Reflections on the Arab protests

Michael Hudson, Professor of International Relations at Georgetown University, has written a lengthy essay reflecting on the current wave of Arab protests. It ends with a series of challenges for Middle East analysts: five points of "conventional wisdom" that need to be re-examined. They are:

(1) The "durability of authoritarianism". How valid now is the argument that mukhabarat states can keep several steps ahead of societal opposition through better access to and use of new technologies of information and repression? 

(2) Democratisation is an inappropriate goal and impossible to achieve in the Arab world. Were the so-called "demo-crazy" analysts really so blinded by their presumed liberal preferences? 

(3) Populations are passive – anaesthetised by the opium of the rentier state or bowed down by the burdens of daily life or cowed by fear of the mukhabarat. How then to explain the extraordinary massive popular protests? 

(4) Arab nationalism is dead; people are reverting to their primordial affiliations. But how then to explain the so-called "contagion effect" of the Tunisian and Egyptian upheavals? Facebook alone did not cause them. 

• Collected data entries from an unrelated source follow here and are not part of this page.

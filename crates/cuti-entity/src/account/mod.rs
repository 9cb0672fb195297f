//! Account domain entities.

pub mod model;
pub mod role;

pub use model::{Account, AccountFilter, CreateAccount, NewCredential, UpdateAccount};
pub use role::AccountRole;
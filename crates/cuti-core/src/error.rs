//! Unified application error types for Cuti.
//!
//! All crates map their internal errors into [`AppError`] for consistent
//! propagation through the `?` operator. The HTTP layer translates the
//! [`ErrorKind`] into a status code at the boundary.

use std::fmt;
use thiserror::Error;

/// Top-level error kind categorization used across the entire application.
#[derive(Debug, Clone, Copy, PartialEq, Eq, Hash, serde::Serialize, serde::Deserialize)]
pub enum ErrorKind {
    /// Input validation failed.
    Validation,
    /// A duplicate or still-referenced resource.
    Conflict,
    /// Presented credentials were rejected (login or re-authentication).
    Authentication,
    /// The requested resource was not found.
    NotFound,
    /// The caller is authenticated but not allowed to perform the action.
    Forbidden,
    /// The bearer token is missing or invalid.
    Unauthorized,
    /// An internal server error occurred.
    Internal,
    /// A database error occurred.
    Database,
    /// A configuration error occurred.
    Configuration,
    /// A serialization/deserialization error occurred.
    Serialization,
}

impl ErrorKind {
    /// Whether this kind represents a server-side failure.
    pub fn is_server_error(&self) -> bool {
        match self {
            Self::Internal | Self::Database | Self::Configuration | Self::Serialization => true,
            Self::Validation
            | Self::Conflict
            | Self::Authentication
            | Self::NotFound
            | Self::Forbidden
            | Self::Unauthorized => false,
        }
    }
}

impl ErrorKind {
    /// Stable upper-case label used in logs.
    pub fn as_str(&self) -> &'static str {
        match self {
            Self::Validation => "VALIDATION",
            Self::Conflict => "CONFLICT",
            Self::Authentication => "AUTHENTICATION",
            Self::NotFound => "NOT_FOUND",
            Self::Forbidden => "FORBIDDEN",
            Self::Unauthorized => "UNAUTHORIZED",
            Self::Internal => "INTERNAL",
            Self::Database => "DATABASE",
            Self::Configuration => "CONFIGURATION",
            Self::Serialization => "SERIALIZATION",
        }
    }
}

impl fmt::Display for ErrorKind {
    fn fmt(&self, f: &mut fmt::Formatter<'_>) -> fmt::Result {
        f.write_str(self.as_str())
    }
}

/// The unified application error used throughout Cuti.
#[derive(Debug, Error)]
#[error("{kind}: {message}")]
pub struct AppError {
    /// The category of error.
    pub kind: ErrorKind,
    /// A human-readable error message.
    pub message: String,
    /// Field-level messages, one per violated rule.
    pub details: Vec<String>,
    /// Optional underlying cause.
    #[source]
    pub source: Option<Box<dyn std::error::Error + Send + Sync>>,
}

impl AppError {
    /// Create a new application error.
    pub fn new(kind: ErrorKind, message: impl Into<String>) -> Self {
        Self {
            kind,
            message: message.into(),
            details: Vec::new(),
            source: None,
        }
    }

    /// Create a new application error with an underlying cause.
    pub fn with_source(
        kind: ErrorKind,
        message: impl Into<String>,
        source: impl std::error::Error + Send + Sync + 'static,
    ) -> Self {
        Self {
            kind,
            message: message.into(),
            details: Vec::new(),
            source: Some(Box::new(source)),
        }
    }

    /// Create a validation error carrying every violated field message.
    ///
    /// The first message doubles as the summary.
    pub fn validation_fields(details: Vec<String>) -> Self {
        let message = details
            .first()
            .cloned()
            .unwrap_or_else(|| "Data tidak valid".to_string());
        Self {
            kind: ErrorKind::Validation,
            message,
            details,
            source: None,
        }
    }
}

/// One shorthand constructor per client-facing or server kind.
macro_rules! kind_constructors {
    ($($name:ident => $kind:ident),* $(,)?) => {
        impl AppError {
            $(
                pub fn $name(message: impl Into<String>) -> Self {
                    Self::new(ErrorKind::$kind, message)
                }
            )*
        }
    };
}

kind_constructors! {
    validation => Validation,
    conflict => Conflict,
    authentication => Authentication,
    not_found => NotFound,
    forbidden => Forbidden,
    unauthorized => Unauthorized,
    internal => Internal,
    database => Database,
    configuration => Configuration,
}

impl Clone for AppError {
    fn clone(&self) -> Self {
        Self {
            kind: self.kind,
            message: self.message.clone(),
            details: self.details.clone(),
            source: None,
        }
    }
}

impl From<serde_json::Error> for AppError {
    fn from(err: serde_json::Error) -> Self {
        Self::with_source(
            ErrorKind::Serialization,
            format!("JSON serialization error: {err}"),
            err,
        )
    }
}

impl From<config::ConfigError> for AppError {
    fn from(err: config::ConfigError) -> Self {
        Self::with_source(
            ErrorKind::Configuration,
            format!("Configuration error: {err}"),
            err,
        )
    }
}
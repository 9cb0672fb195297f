//! The authenticated actor of the current request.

use chrono::{DateTime, Utc};
use serde::{Deserialize, Serialize};

use cuti_auth::jwt::Claims;
use cuti_entity::account::AccountRole;

/// Who is acting, as asserted by a verified bearer token.
///
/// Role and department are a snapshot from token issue time; services that
/// need current values reload the account.
#[derive(Debug, Clone, Serialize, Deserialize)]
pub struct RequestContext {
    pub username: String,
    pub role: AccountRole,
    pub department_name: String,
    /// When the request was received.
    pub request_time: DateTime<Utc>,
}

impl RequestContext {
    pub fn new(username: impl Into<String>, role: AccountRole, department_name: impl Into<String>) -> Self {
        Self {
            username: username.into(),
            role,
            department_name: department_name.into(),
            request_time: Utc::now(),
        }
    }

    pub fn is_admin(&self) -> bool {
        self.role.is_admin()
    }

    pub fn is_manager(&self) -> bool {
        self.role.is_manager()
    }
}

impl From<Claims> for RequestContext {
    fn from(claims: Claims) -> Self {
        Self::new(claims.sub, claims.role, claims.departement_name)
    }
}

(5) The Middle East regional system is essentially stable; states still are the prime units; the regional balance of power is stable; and the system is still encased in American hegemony. But how then to explain the strategic setback suffered by the United States and Washington’s apparent inability to manipulate the new situation.

These are important questions that readers may like to reflect upon. I won't comment on them myself just now, except to say that we should be wary of trying to fit things into old frameworks. For example, I think it's fair to say that Arab nationalism, in the old anti-colonial sense, is pretty much dead and that people are probably not "reverting to their primordial affiliations". Instead, we are seeing a revival of Arab consciousness, with a stronger feeling of shared identity. Call that nationalism if you like, but it's different in character from traditional Arab nationalism.

Meanwhile, I shall be presenting some of my own reflections on the Arab uprisings in a talk at York University on Wednesday and I'll also post them here later in the week.